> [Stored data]
──────

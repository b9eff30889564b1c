use crate::stats::{PeerStats, RequestType};
use rbtp_interfaces::{
    consensus::ConsensusError,
    p2p::{
        download::DownloadClient,
        error::{DownloadError, DownloadResult},
        receipts::ReceiptsClient,
    },
};
use rbtp_primitives::{ReceiptWithBloom, SealedHeader, B256, EMPTY_ROOT_HASH};
use rbtp_trie::root::calculate_receipt_root;
use std::{collections::HashMap, sync::Arc, time::Instant};
use tokio_util::sync::CancellationToken;
use tracing::trace;

/// Largest receipts batch a peer is asked for.
const MAX_RECEIPTS_BATCH: usize = 128;

/// Attempts per block before the download gives up.
const MAX_ROUNDS: usize = 64;

/// Downloads receipt lists for validated headers, as fast sync needs below
/// the pivot.
#[derive(Debug)]
pub struct ReceiptsSync<R> {
    client: Arc<R>,
    stats: Arc<PeerStats>,
}

impl<R: ReceiptsClient> ReceiptsSync<R> {
    /// Creates the receipts downloader.
    pub fn new(client: Arc<R>, stats: Arc<PeerStats>) -> Self {
        Self { client, stats }
    }

    /// Fetches the receipts of every non-empty block among `headers`,
    /// validating each list against the header's receipts root. Returns a
    /// map keyed by block hash; empty blocks map to empty lists locally.
    pub async fn download(
        &self,
        headers: &[SealedHeader],
        cancel: &CancellationToken,
    ) -> DownloadResult<HashMap<B256, Vec<ReceiptWithBloom>>> {
        let mut results: HashMap<B256, Vec<ReceiptWithBloom>> = HashMap::new();
        let mut missing: Vec<&SealedHeader> = Vec::new();
        for header in headers {
            if header.receipts_root == EMPTY_ROOT_HASH {
                results.insert(header.hash(), Vec::new());
            } else {
                missing.push(header);
            }
        }

        let mut rounds = 0usize;
        while !missing.is_empty() {
            if cancel.is_cancelled() {
                return Err(DownloadError::Cancelled)
            }
            rounds += 1;
            if rounds > MAX_ROUNDS {
                return Err(DownloadError::EmptyResponse)
            }

            let batch: Vec<&SealedHeader> =
                missing.drain(..missing.len().min(MAX_RECEIPTS_BATCH)).collect();
            let hashes: Vec<B256> = batch.iter().map(|header| header.hash()).collect();

            let started = Instant::now();
            match self.client.get_receipts(hashes).await {
                Ok(response) => {
                    let (peer, lists) = response.split();
                    self.stats.record(peer, RequestType::Receipts, lists.len(), started.elapsed());

                    for (header, receipts) in batch.iter().zip(lists) {
                        if receipts.is_empty() {
                            // the peer does not have them; someone else will
                            missing.push(header);
                            continue
                        }
                        let receipts_root = calculate_receipt_root(&receipts);
                        if receipts_root != header.receipts_root {
                            self.client.report_bad_message(peer);
                            return Err(DownloadError::BodyValidation {
                                hash: header.hash(),
                                error: ConsensusError::BodyReceiptsRootDiff(
                                    (receipts_root, header.receipts_root).into(),
                                ),
                            })
                        }
                        results.insert(header.hash(), receipts);
                    }
                }
                Err(err) => {
                    trace!(target: "downloaders::receipts", %err, "Receipts request failed");
                    missing.extend(batch);
                }
            }
        }

        Ok(results)
    }
}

──────

Copy out all of the lines above exactly.

> [Written solution]
repository b9eff30889564b1c
use crate::stats::{PeerStats, RequestType};
use rbtp_interfaces::{
    consensus::ConsensusError,
    p2p::{
        download::DownloadClient,
        error::{DownloadError, DownloadResult},
        receipts::ReceiptsClient,
    },
};
use rbtp_primitives::{ReceiptWithBloom, SealedHeader, B256, EMPTY_ROOT_HASH};
use rbtp_trie::root::calculate_receipt_root;
use std::{collections::HashMap, sync::Arc, time::Instant};
use tokio_util::sync::CancellationToken;
use tracing::trace;

/// Largest receipts batch a peer is asked for.
const MAX_RECEIPTS_BATCH: usize = 128;

/// Attempts per block before the download gives up.
const MAX_ROUNDS: usize = 64;

/// Downloads receipt lists for validated headers, as fast sync needs below
/// the pivot.
#[derive(Debug)]
pub struct ReceiptsSync<R> {
    client: Arc<R>,
    stats: Arc<PeerStats>,
}

impl<R: ReceiptsClient> ReceiptsSync<R> {
    /// Creates the receipts downloader.
    pub fn new(client: Arc<R>, stats: Arc<PeerStats>) -> Self {
        Self { client, stats }
    }

    /// Fetches the receipts of every non-empty block among `headers`,
    /// validating each list against the header's receipts root. Returns a
    /// map keyed by block hash; empty blocks map to empty lists locally.
    pub async fn download(
        &self,
        headers: &[SealedHeader],
        cancel: &CancellationToken,
    ) -> DownloadResult<HashMap<B256, Vec<ReceiptWithBloom>>> {
        let mut results: HashMap<B256, Vec<ReceiptWithBloom>> = HashMap::new();
        let mut missing: Vec<&SealedHeader> = Vec::new();
        for header in headers {
            if header.receipts_root == EMPTY_ROOT_HASH {
                results.insert(header.hash(), Vec::new());
            } else {
                missing.push(header);
            }
        }

        let mut rounds = 0usize;
        while !missing.is_empty() {
            if cancel.is_cancelled() {
                return Err(DownloadError::Cancelled)
            }
            rounds += 1;
            if rounds > MAX_ROUNDS {
                return Err(DownloadError::EmptyResponse)
            }

            let batch: Vec<&SealedHeader> =
                missing.drain(..missing.len().min(MAX_RECEIPTS_BATCH)).collect();
            let hashes: Vec<B256> = batch.iter().map(|header| header.hash()).collect();

            let started = Instant::now();
            match self.client.get_receipts(hashes).await {
                Ok(response) => {
                    let (peer, lists) = response.split();
                    self.stats.record(peer, RequestType::Receipts, lists.len(), started.elapsed());

                    for (header, receipts) in batch.iter().zip(lists) {
                        if receipts.is_empty() {
                            // the peer does not have them; someone else will
                            missing.push(header);
                            continue
                        }
                        let receipts_root = calculate_receipt_root(&receipts);
                        if receipts_root != header.receipts_root {
                            self.client.report_bad_message(peer);
                            return Err(DownloadError::BodyValidation {
                                hash: header.hash(),
                                error: ConsensusError::BodyReceiptsRootDiff(
                                    (receipts_root, header.receipts_root).into(),
                                ),
                            })
                        }
                        results.insert(header.hash(), receipts);
                    }
                }
                Err(err) => {
                    trace!(target: "downloaders::receipts", %err, "Receipts request failed");
                    missing.extend(batch);
                }
            }
        }

        Ok(results)
    }
}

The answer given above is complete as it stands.